I come across that kind of argument sometimes, and I would like to know if it has a registered "type of argument" or maybe "fallacy" name in the philosophical literature. The argument runs something like: "there are already more guns than people in the US, therefore it is a lost cause, there is no point trying to improve the situation with guns in the US". Please, let's not argue about guns in the US, but about that type of argument. The idea is that something is more or less hopeless, so there is no point trying to expand any effort on it. Is it just a "personal opinion" rather than a "type of argument"? Is it a "fallacy"?
[Substantially edited after discussion – see comments.]
The post contains a general argument pattern, and a particular argument which tries to instantiate that pattern. Neither is formulated very carefully, so my reconstructions may not be what OP had in mind. Starting with the argument pattern, (p) is a quote from the post and (P) my reconstruction.
(p) If “something is more or less hopeless, […] there is no point trying to expand any effort on it.”
(P) If there is no hope that X will be achieved, then trying to achieve X is pointless.
Note that (p) talks about ‘more or less’ hopeless situations. While it matters just how hopeless the situation is, let’s first focus on situations that are completely hopeless. In turn, if ‘there is no hope that X can be achieved’ is read as ‘it is impossible to achieve X’, then (P) can be unpacked as follows:
(P.1) It is impossible to achieve X.
(P.2) X will not be achieved.
(P.3) There is no point in trying to achieve X.
Barring subtle questions about temporal modal logic, (P.2) follows from (P.1).

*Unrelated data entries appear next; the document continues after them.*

//! Verbosity-gated logging to stderr for the solvers.
//!
//! A disabled macro evaluates nothing but the level comparison, so its
//! format arguments are never computed. Levels, from `SolverConfig::verbosity`:
//! - 0: SILENT
//! - 1: SUMMARY (one line with the answer per solver call)
//! - 2: PHASES (sort and predecessor sweep sizes)
//! - 3: DEBUG (predecessor and dp arrays)

/// Verbosity level constants.
pub const VERBOSITY_SILENT: u8 = 0;
pub const VERBOSITY_SUMMARY: u8 = 1;
pub const VERBOSITY_PHASES: u8 = 2;
pub const VERBOSITY_DEBUG: u8 = 3;

/// Log at SUMMARY level (verbosity >= 1).
#[macro_export]
macro_rules! log_summary {
    ($verbosity:expr, $($arg:tt)*) => {
        if $verbosity >= $crate::logging::VERBOSITY_SUMMARY {
            eprintln!($($arg)*);
        }
    };
}

/// Log at PHASES level (verbosity >= 2).
///
/// Used for: sort phase sizes, predecessor sweep statistics.
#[macro_export]
macro_rules! log_phases {
    ($verbosity:expr, $($arg:tt)*) => {
        if $verbosity >= $crate::logging::VERBOSITY_PHASES {
            eprintln!($($arg)*);
        }
    };
}

/// Log at DEBUG level (verbosity >= 3).
///
/// Used for: full predecessor and dp arrays. Only sensible on small inputs.
#[macro_export]
macro_rules! log_debug {
    ($verbosity:expr, $($arg:tt)*) => {
        if $verbosity >= $crate::logging::VERBOSITY_DEBUG {
            eprintln!($($arg)*);
        }
    };
}

#[cfg(test)]
mod tests {
    use super::*;

    /// How many of the three macros format their arguments at `verbosity`.
    fn fired_at(verbosity: u8) -> usize {
        let mut fired = 0;
        log_summary!(verbosity, "summary {}", {
            fired += 1;
            fired
        });
        log_phases!(verbosity, "phases {}", {
            fired += 1;
            fired
        });
        log_debug!(verbosity, "debug {}", {
            fired += 1;
            fired
        });
        fired
    }

    #[test]
    fn test_each_level_enables_the_ones_below() {
        assert_eq!(fired_at(VERBOSITY_SILENT), 0);
        assert_eq!(fired_at(VERBOSITY_SUMMARY), 1);
        assert_eq!(fired_at(VERBOSITY_PHASES), 2);
        assert_eq!(fired_at(VERBOSITY_DEBUG), 3);
        assert_eq!(fired_at(u8::MAX), 3);
    }
}
//! Configuration types for the solvers.

use pyo3::prelude::*;

use crate::sorting::{check_radix_base, SortStrategy, SortingError};

/// Configuration for sort strategy selection and tuning.
#[pyclass]
#[derive(Clone, Debug)]
pub struct SolverConfig {
    /// Sort strategy: "default", "radix", "bucket", "recursive bucket", or "spread"
    #[pyo3(get, set)]
    pub strategy: String,
    /// Digit base for radix sort
    #[pyo3(get, set)]
    pub radix_base: u32,
    /// Buckets at or below this size are finished with a comparison sort
    #[pyo3(get, set)]
    pub bucket_min_size: usize,
    /// Maximum re-bucketing depth for recursive bucket sort
    #[pyo3(get, set)]
    pub bucket_max_depth: usize,
    /// Logging verbosity (0-3), see `logging`
    #[pyo3(get, set)]
    pub verbosity: u8,
}

impl Default for SolverConfig {
    fn default() -> Self {
        Self {
            strategy: "default".to_string(),
            radix_base: 10,
            bucket_min_size: 16,
            bucket_max_depth: 10,
            verbosity: 0,
        }
    }
}

impl SolverConfig {
    /// Default configuration with the given strategy name.
    pub fn with_strategy(strategy: &str) -> Self {
        Self {
            strategy: strategy.to_string(),
            ..Self::default()
        }
    }

    /// Resolve the strategy name into a tuned `SortStrategy`.
    pub fn sort_strategy(&self) -> Result<SortStrategy, SortingError> {
        match SortStrategy::parse(&self.strategy)? {
            SortStrategy::Radix { .. } => {
                check_radix_base(self.radix_base)?;
                Ok(SortStrategy::Radix {
                    base: self.radix_base,
                })
            }
            SortStrategy::RecursiveBucket { .. } => Ok(SortStrategy::RecursiveBucket {
                min_bucket_size: self.bucket_min_size,
                max_depth: self.bucket_max_depth,
            }),
            other => Ok(other),
        }
    }
}

#[pymethods]
impl SolverConfig {
    #[new]
    #[pyo3(signature = (
        strategy=None,
        radix_base=None,
        bucket_min_size=None,
        bucket_max_depth=None,
        verbosity=None
    ))]
    fn new(
        strategy: Option<String>,
        radix_base: Option<u32>,
        bucket_min_size: Option<usize>,
        bucket_max_depth: Option<usize>,
        verbosity: Option<u8>,
    ) -> Self {
        let defaults = Self::default();
        Self {
            strategy: strategy.unwrap_or(defaults.strategy),
            radix_base: radix_base.unwrap_or(defaults.radix_base),
            bucket_min_size: bucket_min_size.unwrap_or(defaults.bucket_min_size),
            bucket_max_depth: bucket_max_depth.unwrap_or(defaults.bucket_max_depth),
            verbosity: verbosity.unwrap_or(defaults.verbosity),
        }
    }

    fn __repr__(&self) -> String {
        format!(
            "SolverConfig(strategy={:?}, radix_base={}, verbosity={})",
            self.strategy, self.radix_base, self.verbosity
        )
    }
}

Getting (P.3) from (P.2) is more difficult formally as we don’t have a formal semantics for the operator ‘it is pointless to try _’. Still if you know you won’t do x, it does seem right to infer that it is pointless to try. In fact, if you already know you won’t/can’t do x, many hold that you can’t even intend to do x. (That's one interpretation of Kavka’s toxin puzzle, I think.) Thus, if (P) is tantamount to (P.1) – (P.3), then (P) is non-fallacious, and in that sense 'valid'.
Turning to situations that are less than completely hopeless, let’s replace (P.1) with (P.1*).
(P.1*) It is unlikely that that X will be achieved.
While (P.2) no longer follows, there’s a sense in which (P.3) is supported by (P.1*): if X is unlikely enough, then the expected value of attempting to achieve X may be a loss. E.g., unless the jackpot is very large, you’d expect that buying a lottery ticket will lead to a loss of money. That may not make the purchase entirely pointless; but everything else being equal, the rational choice is not to buy the ticket.
Let’s now turn to the particular argument, with (a) being a quote and (A.1) to (A.3) being my reconstruction.
(a) “there are already more guns than people in the US, therefore it is a lost cause, there is no point trying to improve the situation with guns in the US”
(A.1) There are more guns than people.
(A.2) Thus, there is no hope that gun safety can be achieved.
(A.3) Thus, there is no point in trying to improve gun safety.
Note that (A.2) does not follow from (A.1): while (A.2) may be some kind of ‘empirical consequence’ of (A.1), we can easily imagine a situation in which (A.1) is true but (A.2) false. (I’ll leave that to the reader.) One could try replacing (A.1) with e.g. ‘There are too many guns for us to control’, but I don’t think that will help: it’s still not clear that (A.2) follows. Worse, (A.1) begs the question, and may also contain a false disambiguation: people might agree to ‘There are too many guns’, but then ‘too many’ is (illicitly) interpreted as ‘too many to control’.
Finally, there’s the step from (A.2) to (A.3). This is supposed to be an instance of (P), but I don’t think it is: while (A.2) seems to talk about achieving complete gun safety, (A.3) concerns attempts to improve gun safety. (Btw., I’m leaving open what ‘gun safety’ actually amounts to.) In other words, rather than being an instance of (P), the step from (A.2) to (A.3) is similar to the fallacy of division, illustrated by (i) and (ii):
(i) We can’t save all the drowning castaways.
(ii) Thus, we can’t (and shouldn’t try to) save any of the drowning castaways.
We could try to replace (A.2) with (A.2*), or (A.3) with (A.3*). While either would yield an instance of (P), (A.2*) is much less convincing than (A.2), and (A.3*) leaves open that gun safety can be improved - albeit not to perfection.
(A.2*) There is no hope that gun safety can be improved.
(A.3*) There is no point in trying to achieve (complete) gun safety.
Conclusion. While the OP’s argument pattern is non-fallacious (under one reconstruction), the particular argument isn’t an instance of this pattern. It can be turned into such a pattern, but it is then either not convincing or not interesting.
I think the fallacy you are looking for is the Perfect Solution Fallacy, where the arguer dismisses a proposed solution because it is not "perfect."
In your example, the arguer has dismissed the idea of gun control because "there are already too many guns--it is useless to try to control them."